This article originally appeared on Business Insider.
Recruiting AI talent can be a tough feat for some companies.
Aravind Srinivas, the founder and CEO of Perplexity, an AI-powered question-and-answer engine, described his interaction with a job candidate that shows how hard it can be to hire people with generative AI skills.
“I tried to hire a very senior researcher from Meta, and you know what they said? ‘Come back to me when you have 10,000 H100 GPUs,'” Srinivas said on a recent episode of the business advice podcast “Invest Like the Best.”
H100 GPUs refer to Nvidia’s highly coveted graphic-processing units that tech giants like Meta, OpenAI, and Google use in their data centers to power and train their AI chatbots.
“That would cost billions and take five to 10 years to get from Nvidia,” Srinivas said.
Limited funds, combined with a chip shortage, means Perplexity, which powers its Q&A engine using GPT-4, has found it tough to find the talent required to create a large language model, Srinivas said.
Srinivas said it’s difficult to get employees to leave a company where they “have a great experimentation stack and existing models to bootstrap from.”
“You have to offer such amazing incentives and immediate availability of computing. And we’re not talking of small compute clusters here,” he said.
The CEO added that even if smaller firms like Perplexity are able to get Nvidia’s chips, they’ll continue to fall behind because AI is developing so quickly.
Srinivas said AI talent at major tech companies “will have already made the next-generation model.”
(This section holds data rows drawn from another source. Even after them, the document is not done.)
//! Offload decision services.
//!
//! - `policy` - is offload selection safe and unambiguous on this host
//! - `selector` - environment for a chosen device
//! - `orchestrator` - directive resolution end to end

mod orchestrator;
mod policy;
mod selector;

pub use orchestrator::resolve_offload;
pub use policy::{PolicyVerdict, evaluate, is_offload_safe};
pub use selector::{EnvConflict, Selection, select_device};
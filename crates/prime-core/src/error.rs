//! Fatal outcomes of offload resolution.
//!
//! None of these terminate the process. The caller decides how to present
//! them and which exit code to use; the application must not be launched
//! when one is returned.

use crate::domain::Renderer;
use thiserror::Error;

/// Errors that stop a launch attempt.
#[derive(Debug, Clone, PartialEq, Eq, Error)]
pub enum OffloadError {
    /// Three or more GPUs and a renderer that cannot pick between them.
    #[error(
        "System has {device_count} GPUs and the {renderer} renderer cannot choose the right one. \
         Use the Vulkan renderer, enable DXVK, or set the forced GPU to a device id or index."
    )]
    AmbiguousTopology {
        device_count: usize,
        renderer: Renderer,
    },

    /// An explicit `vendor:device` directive matched no probed device.
    #[error("No GPU with the vendor:device id \"{id}\"")]
    UnknownDeviceId { id: String },

    /// An index directive points past the end of the device list.
    #[error("GPU index {index} does not exist (found {device_count} GPUs)")]
    IndexOutOfRange { index: usize, device_count: usize },

    /// The directive is neither a role, an id, nor a decimal index.
    #[error(
        "Invalid forced GPU \"{value}\" (expected integrated, prime-discrete, vendor:device or an index)"
    )]
    MalformedDirective { value: String },
}

/// Failure category of an [`OffloadError`], for exit codes and telemetry.
#[derive(Debug, Clone, Copy, PartialEq, Eq, Hash)]
pub enum OffloadErrorKind {
    AmbiguousTopology,
    UnknownDeviceId,
    IndexOutOfRange,
    MalformedDirective,
}

impl OffloadError {
    pub const fn kind(&self) -> OffloadErrorKind {
        match self {
            Self::AmbiguousTopology { .. } => OffloadErrorKind::AmbiguousTopology,
            Self::UnknownDeviceId { .. } => OffloadErrorKind::UnknownDeviceId,
            Self::IndexOutOfRange { .. } => OffloadErrorKind::IndexOutOfRange,
            Self::MalformedDirective { .. } => OffloadErrorKind::MalformedDirective,
        }
    }

    /// The user's forced-GPU setting is at fault, not the hardware.
    pub const fn is_configuration_error(&self) -> bool {
        !matches!(self, Self::AmbiguousTopology { .. })
    }
}

/// Result type for offload resolution.
pub type OffloadResult<T> = Result<T, OffloadError>;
“They’re like, ‘Look, the world has changed, I’m already in the next generation,'” he added. “‘I’ll come when the next version of the model is finished training. This time, you come back to me when you have 20,000 H100s.'”
Srinivas and Meta didn’t immediately respond to a request for comment from Business Insider before publication.
There’s been a rapid uptick in interest in AI skills like machine learning and data engineering since OpenAI launched ChatGPT in November 2022. Companies like Amazon, Netflix, and Meta have offered salaries as high as $900,000 a year to attract generative AI talent, and non-tech companies across the education, healthcare, and legal sectors have been looking to fill roles with workers who know how to use AI.
Srinivas believes that workers need skills beyond the ability to create AI models that generate desirable outputs.
“You have to post-train them and address the long tail of issues you get on serving a product,” the CEO said.
Post-training expertise, like knowing how to reduce a chatbot’s factual inaccuracies, is an important skill that employees from a wide range of digital industries can learn quickly, Srinivas said.
Leaning into that skill set, he said, will help AI companies like Perplexity stand out in a sector dominated by Big Tech.
“You have tremendous advantage to create a lot of value,” he said about post-training skills. “And we are focused on that.”